Playoff beards come and go (obviously), but some are immortalized in history. Think of Ray Bourque's grizzled salt-and-pepper pelt, which threatened to swallow his face by the time Colorado wrapped up the championship last June. As he thrust the Stanley Cup overhead, one might have thought hockey's greatest prize had been awarded to a half-mad old sea captain.

The tradition occasionally gives way to a fleeting trend. Two years ago several Detroit Red Wings dyed their hair platinum blonde for the playoffs, only to see the team dispatched in the second round. No sign of bottle blondes in Hockeytown since, but it's a popular look in the junior leagues (beards being a non-starter on teams where some guys are still waiting for their voices to break).

These days, with young men everywhere sporting goatees, the playoff beard is as popular as ever. The Syracuse Crunch of the American Hockey League even took it to the community this year, urging fans - male ones, presumably - to sprout whiskers in support of the team's playoff run. The Crunch made it to the Conference semi-finals. No word on how many put down their razors in solidarity.

 

2002 Top 5 Stanley Cup Beards

  1. Chris Pronger, St. Louis Blues: Team Canada's fair-haired boy is morphing into one of the guys in ZZ Top.

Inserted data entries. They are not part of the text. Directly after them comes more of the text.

//! Broadcast event bus with filtered subscriptions and metrics.

use std::collections::HashSet;
use std::sync::Arc;
use std::sync::atomic::{AtomicBool, AtomicU64, AtomicUsize, Ordering};
use std::time::Duration;
use tokio::sync::{Notify, broadcast};

use super::events::{EngineEvent, EventKind, ShutdownReason};

#[derive(Debug, thiserror::Error)]
pub enum BusError {
    /// No active subscribers when publishing.
    #[error("no active subscribers")]
    NoSubscribers,
    /// Receiver couldn't keep up, missed messages.
    #[error("receiver lagged behind, missed {0} messages")]
    Lagged(u64),
    #[error("event bus shutdown")]
    Shutdown,
}

/// Which events a subscriber wants.
#[derive(Debug, Clone)]
pub enum EventFilter {
    All,
    Kinds(HashSet<EventKind>),
}

impl EventFilter {
    /// Build a filter from subscription strings; `"*"` anywhere means all.
    /// Unknown names are ignored so stale subscribers degrade gracefully.
    #[must_use]
    pub fn from_names<'a>(names: impl IntoIterator<Item = &'a str>) -> Self {
        let mut kinds = HashSet::new();
        for name in names {
            if name == "*" {
                return Self::All;
            }
            if let Some(kind) = EventKind::parse(name) {
                kinds.insert(kind);
            } else {
                log::debug!("ignoring unknown event subscription {name:?}");
            }
        }
        Self::Kinds(kinds)
    }

    #[must_use]
    pub fn accepts(&self, event: &EngineEvent) -> bool {
        match self {
            Self::All => true,
            Self::Kinds(kinds) => kinds.contains(&event.kind()),
        }
    }
}

/// Lock-free publish/drop/failure counters.
#[derive(Debug, Default)]
pub struct BusMetrics {
    published: AtomicU64,
    dropped: AtomicU64,
    failed: AtomicU64,
    subscribers: AtomicUsize,
    peak_subscribers: AtomicUsize,
}

#[derive(Debug, Clone, Copy)]
pub struct BusMetricsSnapshot {
    pub published: u64,
    pub dropped: u64,
    pub failed: u64,
    pub subscribers: usize,
    pub peak_subscribers: usize,
}

impl BusMetrics {
    fn record_publish(&self, subscriber_count: usize) {
        self.published.fetch_add(1, Ordering::SeqCst);
        self.subscribers.store(subscriber_count, Ordering::SeqCst);
        let _ = self
            .peak_subscribers
            .fetch_max(subscriber_count, Ordering::SeqCst);
        if subscriber_count == 0 {
            self.dropped.fetch_add(1, Ordering::SeqCst);
        }
    }

    #[must_use]
    pub fn snapshot(&self) -> BusMetricsSnapshot {
        BusMetricsSnapshot {
            published: self.published.load(Ordering::SeqCst),
            dropped: self.dropped.load(Ordering::SeqCst),
            failed: self.failed.load(Ordering::SeqCst),
            subscribers: self.subscribers.load(Ordering::SeqCst),
            peak_subscribers: self.peak_subscribers.load(Ordering::SeqCst),
        }
    }
}

/// Named, filtered event receiver. Buffered non-matching events are skipped
/// in place; no matching event is lost between `recv` calls.
pub struct Subscription {
    pub channel: String,
    receiver: broadcast::Receiver<EngineEvent>,
    filter: EventFilter,
}

impl Subscription {
    /// Next event passing the filter.
    pub async fn recv(&mut self) -> Result<EngineEvent, BusError> {
        loop {
            match self.receiver.recv().await {
                Ok(event) if self.filter.accepts(&event) => return Ok(event),
                Ok(_) => {}
                Err(broadcast::error::RecvError::Closed) => return Err(BusError::Shutdown),
                Err(broadcast::error::RecvError::Lagged(missed)) => {
                    return Err(BusError::Lagged(missed));
                }
            }
        }
    }

    /// Non-blocking variant; `Ok(None)` when nothing matching is buffered.
    pub fn try_recv(&mut self) -> Result<Option<EngineEvent>, BusError> {
        loop {
            match self.receiver.try_recv() {
                Ok(event) if self.filter.accepts(&event) => return Ok(Some(event)),
                Ok(_) => {}
                Err(broadcast::error::TryRecvError::Empty) => return Ok(None),
                Err(broadcast::error::TryRecvError::Closed) => return Err(BusError::Shutdown),
                Err(broadcast::error::TryRecvError::Lagged(missed)) => {
                    return Err(BusError::Lagged(missed));
                }
            }
        }
    }
}

/// Clonable broadcast bus. All clones share one channel, one metrics block,
/// and one shutdown signal.
#[derive(Clone)]
pub struct EventBus {
    sender: broadcast::Sender<EngineEvent>,
    metrics: Arc<BusMetrics>,
    shutdown: Arc<Notify>,
    shutdown_flag: Arc<AtomicBool>,
}

impl EventBus {
    #[must_use]
    pub fn new(capacity: usize) -> Self {
        let (sender, _) = broadcast::channel(capacity.max(1));
        Self {
            sender,
            metrics: Arc::new(BusMetrics::default()),
            shutdown: Arc::new(Notify::new()),
            shutdown_flag: Arc::new(AtomicBool::new(false)),
        }
    }

    /// Publish to all subscribers; returns how many received it.
    pub async fn publish(&self, event: EngineEvent) -> Result<usize, BusError> {
        if self.is_shutdown() {
            return Err(BusError::Shutdown);
        }
        match self.sender.send(event) {
            Ok(subscriber_count) => {
                self.metrics.record_publish(subscriber_count);
                Ok(subscriber_count)
            }
            Err(_) => {
                self.metrics.failed.fetch_add(1, Ordering::SeqCst);
                Err(BusError::NoSubscribers)
            }
        }
    }

    #[must_use]
    pub fn subscribe(&self) -> broadcast::Receiver<EngineEvent> {
        self.sender.subscribe()
    }

    /// Subscribe under a channel name with an event-type filter.
    #[must_use]
    pub fn subscribe_channel(&self, channel: impl Into<String>, filter: EventFilter) -> Subscription {
        Subscription {
            channel: channel.into(),
            receiver: self.sender.subscribe(),
            filter,
        }
    }

    #[must_use]
    pub fn subscriber_count(&self) -> usize {
        self.sender.receiver_count()
    }

    #[must_use]
    pub fn metrics(&self) -> &BusMetrics {
        &self.metrics
    }

    #[must_use]
    pub fn is_shutdown(&self) -> bool {
        self.shutdown_flag.load(Ordering::SeqCst)
    }

    pub async fn wait_for_shutdown(&self) {
        self.shutdown.notified().await;
    }

    /// Broadcast a `Shutdown` event, give subscribers a moment to drain, and
    /// wake anything blocked on [`wait_for_shutdown`](Self::wait_for_shutdown).
    /// Idempotent.
    pub async fn shutdown_gracefully(&self, reason: ShutdownReason) {
        if self.shutdown_flag.swap(true, Ordering::SeqCst) {
            return;
        }
        let _ = self.sender.send(EngineEvent::shutdown(reason));
        tokio::time::sleep(Duration::from_millis(100)).await;
        self.shutdown.notify_waiters();
        log::debug!("event bus shutdown complete");
    }
}

#[cfg(test)]
mod tests {
    use super::*;

    #[tokio::test]
    async fn test_publish_and_receive() -> anyhow::Result<()> {
        let bus = EventBus::new(16);
        let mut rx = bus.subscribe();
        bus.publish(EngineEvent::scan_started(
            "doc-1".to_string(),
            "https://ex.com/".to_string(),
        ))
        .await?;
        let event = rx.recv().await?;
        assert_eq!(event.kind(), EventKind::ScanStarted);
        assert_eq!(bus.metrics().snapshot().published, 1);
        Ok(())
    }

    #[tokio::test]
    async fn test_filtered_subscription() -> anyhow::Result<()> {
        let bus = EventBus::new(16);
        let mut sub = bus.subscribe_channel(
            "progress-panel",
            EventFilter::from_names(["PAGINATION_PROGRESS"]),
        );

        bus.publish(EngineEvent::scan_started(
            "doc-1".to_string(),
            "https://ex.com/".to_string(),
        ))
        .await?;
        bus.publish(EngineEvent::pagination_progress(
            "doc-1".to_string(),
            2,
            None,
            None,
            None,
        ))
        .await?;

        let event = sub.recv().await.map_err(|e| anyhow::anyhow!("{e}"))?;
        assert_eq!(event.kind(), EventKind::PaginationProgress);
        Ok(())
    }

    #[tokio::test]
    async fn test_wildcard_filter() {
        let filter = EventFilter::from_names(["SCAN_STARTED", "*"]);
        assert!(filter.accepts(&EngineEvent::scan_started(String::new(), String::new())));
        assert!(filter.accepts(&EngineEvent::retry_failure(String::new(), 1, String::new())));
    }

    #[tokio::test]
    async fn test_publish_without_subscribers_fails() {
        let bus = EventBus::new(16);
        let result = bus
            .publish(EngineEvent::scan_started(String::new(), String::new()))
            .await;
        assert!(matches!(result, Err(BusError::NoSubscribers)));
    }
}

  2. Daniel Alfredsson, Ottawa Senators: The team captain was never meant to have a beard - it's more like a face full of lint - but he leads by example: Ottawa is this spring's hairiest contender. With his patchy red fuzz the Swedish star takes on a rather Scottish air.

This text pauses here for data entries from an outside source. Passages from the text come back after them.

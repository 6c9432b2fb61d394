//! Property checks for the quantified invariants.

use proptest::prelude::*;
use std::time::Duration;
use url::Url;

use gallery_scout::pagination::content_hash;
use gallery_scout::{ErrorCategory, RetryPolicy, UrlCanonicalizer};

fn retryable_categories() -> impl Strategy<Value = ErrorCategory> {
    prop_oneof![
        Just(ErrorCategory::Network),
        Just(ErrorCategory::Timeout),
        Just(ErrorCategory::Server),
        Just(ErrorCategory::RateLimit),
        Just(ErrorCategory::Cors),
        Just(ErrorCategory::Extension),
        Just(ErrorCategory::Default),
    ]
}

proptest! {
    #[test]
    fn retry_delay_always_within_bounds(
        category in retryable_categories(),
        attempt in 1u32..=12,
    ) {
        let policy = RetryPolicy::for_category(category);
        let delay = policy.delay_for_attempt(attempt);
        prop_assert!(delay >= Duration::from_millis(100));
        prop_assert!(delay <= policy.max_delay.max(Duration::from_millis(100)));
    }

    #[test]
    fn canonicalization_is_idempotent(
        host in "[a-z]{3,10}",
        segments in proptest::collection::vec("[a-z0-9]{1,8}", 0..4),
        page in proptest::option::of(1u32..500),
    ) {
        let mut raw = format!("https://{host}.example/{}", segments.join("/"));
        if let Some(page) = page {
            raw.push_str(&format!("?page={page}"));
        }
        let canonicalizer = UrlCanonicalizer::default();
        let base = Url::parse("https://base.example/").expect("valid base");

        let once = canonicalizer.canonicalize(&raw, &base);
        prop_assert!(once.is_some());
        if let Some(once) = once {
            let twice = canonicalizer.canonicalize(once.as_str(), &base);
            prop_assert_eq!(Some(once), twice);
        }
    }

    #[test]
    fn content_hash_ignores_whitespace_shape(
        words in proptest::collection::vec("[a-z]{1,8}", 1..20),
        extra_spaces in 1usize..5,
    ) {
        let tight = words.join(" ");
        let loose = words.join(&" ".repeat(extra_spaces));
        prop_assert_eq!(content_hash(&tight), content_hash(&loose));
    }

    #[test]
    fn bad_target_guard_never_passes_placeholders(suffix in "[a-z0-9]{0,6}") {
        let canonicalizer = UrlCanonicalizer::default();
        let js_target = format!("javascript:{}", suffix);
        prop_assert!(canonicalizer.is_bad_pagination_target("#"));
        prop_assert!(canonicalizer.is_bad_pagination_target(&js_target));
        prop_assert!(canonicalizer.is_bad_pagination_target("/null"));
    }
}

  3. Shayne Corson, Toronto Maple Leafs: Motley, wild man look is a perfect fit for one of the Leafs' most bellicose forwards.

  4. Erik Cole, Carolina Hurricanes: A full face-rug helps the Carolina rookie project a more mature, battle-scarred image.

  5. Saku Koivu, Montreal Canadiens: The tradition has never meant more to a player than it means to Koivu this year. He hasn't shaved since April, when he returned to the Canadiens' lineup after fighting abdominal cancer. "I didn't have any hair anywhere for almost seven months," Koivu told Canada's The Sports Network. "So now finally I've got some hair, I'm gonna keep it."